Data excerpts:
****************************************

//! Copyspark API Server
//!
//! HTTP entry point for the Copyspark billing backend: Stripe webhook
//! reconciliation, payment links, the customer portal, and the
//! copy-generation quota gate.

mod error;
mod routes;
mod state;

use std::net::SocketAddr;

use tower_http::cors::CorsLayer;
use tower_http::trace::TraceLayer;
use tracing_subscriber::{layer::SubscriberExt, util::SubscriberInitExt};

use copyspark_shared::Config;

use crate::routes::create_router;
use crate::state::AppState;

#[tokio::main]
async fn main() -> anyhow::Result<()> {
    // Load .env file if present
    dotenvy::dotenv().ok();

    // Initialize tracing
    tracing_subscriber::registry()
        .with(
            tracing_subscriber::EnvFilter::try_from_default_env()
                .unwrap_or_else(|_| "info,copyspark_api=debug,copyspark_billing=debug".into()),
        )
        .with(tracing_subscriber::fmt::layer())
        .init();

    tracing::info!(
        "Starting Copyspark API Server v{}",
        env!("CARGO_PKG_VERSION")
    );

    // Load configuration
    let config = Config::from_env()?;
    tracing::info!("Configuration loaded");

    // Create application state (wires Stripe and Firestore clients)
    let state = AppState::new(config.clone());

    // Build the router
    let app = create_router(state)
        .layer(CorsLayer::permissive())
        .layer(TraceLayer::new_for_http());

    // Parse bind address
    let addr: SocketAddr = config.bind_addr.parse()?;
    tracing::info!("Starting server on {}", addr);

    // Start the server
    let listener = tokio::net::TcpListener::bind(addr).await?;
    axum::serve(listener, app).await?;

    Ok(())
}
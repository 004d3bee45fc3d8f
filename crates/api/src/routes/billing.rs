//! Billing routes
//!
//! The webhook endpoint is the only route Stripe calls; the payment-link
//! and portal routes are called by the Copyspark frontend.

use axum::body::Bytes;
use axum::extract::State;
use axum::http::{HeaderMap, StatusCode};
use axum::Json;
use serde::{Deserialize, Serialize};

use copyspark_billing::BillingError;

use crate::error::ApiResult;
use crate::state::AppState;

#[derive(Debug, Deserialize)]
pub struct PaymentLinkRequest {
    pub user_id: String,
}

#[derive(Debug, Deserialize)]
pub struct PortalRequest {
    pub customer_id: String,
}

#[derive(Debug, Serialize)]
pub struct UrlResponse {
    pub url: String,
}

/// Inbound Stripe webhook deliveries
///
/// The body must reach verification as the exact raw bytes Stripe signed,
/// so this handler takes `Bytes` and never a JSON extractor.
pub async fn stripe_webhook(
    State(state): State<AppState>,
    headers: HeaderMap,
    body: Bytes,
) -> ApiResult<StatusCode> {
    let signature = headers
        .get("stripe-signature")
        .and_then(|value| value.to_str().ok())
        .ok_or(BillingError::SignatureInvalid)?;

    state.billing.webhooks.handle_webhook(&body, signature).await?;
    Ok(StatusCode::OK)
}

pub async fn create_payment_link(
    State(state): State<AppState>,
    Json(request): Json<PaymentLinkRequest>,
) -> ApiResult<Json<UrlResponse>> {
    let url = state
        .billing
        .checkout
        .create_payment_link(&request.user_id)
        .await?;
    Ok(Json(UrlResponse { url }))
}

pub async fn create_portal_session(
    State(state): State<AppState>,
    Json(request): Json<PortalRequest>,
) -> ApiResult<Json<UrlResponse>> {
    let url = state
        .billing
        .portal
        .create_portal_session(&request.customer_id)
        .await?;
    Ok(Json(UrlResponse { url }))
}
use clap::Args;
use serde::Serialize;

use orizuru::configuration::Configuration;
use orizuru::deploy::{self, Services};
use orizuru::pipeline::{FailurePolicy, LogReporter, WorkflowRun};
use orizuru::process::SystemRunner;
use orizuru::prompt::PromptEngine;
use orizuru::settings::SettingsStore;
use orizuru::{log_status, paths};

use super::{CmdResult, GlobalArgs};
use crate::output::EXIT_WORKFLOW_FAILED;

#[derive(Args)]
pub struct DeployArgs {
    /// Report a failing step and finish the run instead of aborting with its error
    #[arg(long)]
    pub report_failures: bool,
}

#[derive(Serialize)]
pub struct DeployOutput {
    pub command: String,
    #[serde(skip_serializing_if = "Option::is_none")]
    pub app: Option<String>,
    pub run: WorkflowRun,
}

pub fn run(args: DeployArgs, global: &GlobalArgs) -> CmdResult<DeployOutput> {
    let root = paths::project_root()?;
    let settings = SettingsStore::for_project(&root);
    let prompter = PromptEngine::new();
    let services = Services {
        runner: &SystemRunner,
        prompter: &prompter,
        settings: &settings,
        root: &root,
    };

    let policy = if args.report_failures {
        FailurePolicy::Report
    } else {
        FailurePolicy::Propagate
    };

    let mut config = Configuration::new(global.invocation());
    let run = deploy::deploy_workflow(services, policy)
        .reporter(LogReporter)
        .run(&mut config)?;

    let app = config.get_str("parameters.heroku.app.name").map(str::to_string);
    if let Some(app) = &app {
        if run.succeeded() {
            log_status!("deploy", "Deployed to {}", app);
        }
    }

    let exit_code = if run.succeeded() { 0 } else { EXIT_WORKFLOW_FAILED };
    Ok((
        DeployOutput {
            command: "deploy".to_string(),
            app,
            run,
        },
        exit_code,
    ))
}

****************************************

Exercise requirements:
The answer should reproduce each entry above in full.

Exercise solution:
//! Copyspark API Server
//!
//! HTTP entry point for the Copyspark billing backend: Stripe webhook
//! reconciliation, payment links, the customer portal, and the
//! copy-generation quota gate.

mod error;
mod routes;
mod state;

use std::net::SocketAddr;

use tower_http::cors::CorsLayer;
use tower_http::trace::TraceLayer;
use tracing_subscriber::{layer::SubscriberExt, util::SubscriberInitExt};

use copyspark_shared::Config;

use crate::routes::create_router;
use crate::state::AppState;

#[tokio::main]
async fn main() -> anyhow::Result<()> {
    // Load .env file if present
    dotenvy::dotenv().ok();

    // Initialize tracing
    tracing_subscriber::registry()
        .with(
            tracing_subscriber::EnvFilter::try_from_default_env()
                .unwrap_or_else(|_| "info,copyspark_api=debug,copyspark_billing=debug".into()),
        )
        .with(tracing_subscriber::fmt::layer())
        .init();

    tracing::info!(
        "Starting Copyspark API Server v{}",
        env!("CARGO_PKG_VERSION")
    );

    // Load configuration
    let config = Config::from_env()?;
    tracing::info!("Configuration loaded");

    // Create application state (wires Stripe and Firestore clients)
    let state = AppState::new(config.clone());

    // Build the router
    let app = create_router(state)
        .layer(CorsLayer::permissive())
        .layer(TraceLayer::new_for_http());

    // Parse bind address
    let addr: SocketAddr = config.bind_addr.parse()?;
    tracing::info!("Starting server on {}", addr);

    // Start the server
    let listener = tokio::net::TcpListener::bind(addr).await?;
    axum::serve(listener, app).await?;

    Ok(())
}
repository 004d3bee45fc3d8f
filename crates/api/src/routes/billing.rs
//! Billing routes
//!
//! The webhook endpoint is the only route Stripe calls; the payment-link
//! and portal routes are called by the Copyspark frontend.

use axum::body::Bytes;
use axum::extract::State;
use axum::http::{HeaderMap, StatusCode};
use axum::Json;
use serde::{Deserialize, Serialize};

use copyspark_billing::BillingError;

use crate::error::ApiResult;
use crate::state::AppState;

#[derive(Debug, Deserialize)]
pub struct PaymentLinkRequest {
    pub user_id: String,
}

#[derive(Debug, Deserialize)]
pub struct PortalRequest {
    pub customer_id: String,
}

#[derive(Debug, Serialize)]
pub struct UrlResponse {
    pub url: String,
}

/// Inbound Stripe webhook deliveries
///
/// The body must reach verification as the exact raw bytes Stripe signed,
/// so this handler takes `Bytes` and never a JSON extractor.
pub async fn stripe_webhook(
    State(state): State<AppState>,
    headers: HeaderMap,
    body: Bytes,
) -> ApiResult<StatusCode> {
    let signature = headers
        .get("stripe-signature")
        .and_then(|value| value.to_str().ok())
        .ok_or(BillingError::SignatureInvalid)?;

    state.billing.webhooks.handle_webhook(&body, signature).await?;
    Ok(StatusCode::OK)
}

pub async fn create_payment_link(
    State(state): State<AppState>,
    Json(request): Json<PaymentLinkRequest>,
) -> ApiResult<Json<UrlResponse>> {
    let url = state
        .billing
        .checkout
        .create_payment_link(&request.user_id)
        .await?;
    Ok(Json(UrlResponse { url }))
}

pub async fn create_portal_session(
    State(state): State<AppState>,
    Json(request): Json<PortalRequest>,
) -> ApiResult<Json<UrlResponse>> {
    let url = state
        .billing
        .portal
        .create_portal_session(&request.customer_id)
        .await?;
    Ok(Json(UrlResponse { url }))
}
use clap::Args;
use serde::Serialize;

use orizuru::configuration::Configuration;
use orizuru::deploy::{self, Services};
use orizuru::pipeline::{FailurePolicy, LogReporter, WorkflowRun};
use orizuru::process::SystemRunner;
use orizuru::prompt::PromptEngine;
use orizuru::settings::SettingsStore;
use orizuru::{log_status, paths};

use super::{CmdResult, GlobalArgs};
use crate::output::EXIT_WORKFLOW_FAILED;

#[derive(Args)]
pub struct DeployArgs {
    /// Report a failing step and finish the run instead of aborting with its error
    #[arg(long)]
    pub report_failures: bool,
}

#[derive(Serialize)]
pub struct DeployOutput {
    pub command: String,
    #[serde(skip_serializing_if = "Option::is_none")]
    pub app: Option<String>,
    pub run: WorkflowRun,
}

pub fn run(args: DeployArgs, global: &GlobalArgs) -> CmdResult<DeployOutput> {
    let root = paths::project_root()?;
    let settings = SettingsStore::for_project(&root);
    let prompter = PromptEngine::new();
    let services = Services {
        runner: &SystemRunner,
        prompter: &prompter,
        settings: &settings,
        root: &root,
    };

    let policy = if args.report_failures {
        FailurePolicy::Report
    } else {
        FailurePolicy::Propagate
    };

    let mut config = Configuration::new(global.invocation());
    let run = deploy::deploy_workflow(services, policy)
        .reporter(LogReporter)
        .run(&mut config)?;

    let app = config.get_str("parameters.heroku.app.name").map(str::to_string);
    if let Some(app) = &app {
        if run.succeeded() {
            log_status!("deploy", "Deployed to {}", app);
        }
    }

    let exit_code = if run.succeeded() { 0 } else { EXIT_WORKFLOW_FAILED };
    Ok((
        DeployOutput {
            command: "deploy".to_string(),
            app,
            run,
        },
        exit_code,
    ))
}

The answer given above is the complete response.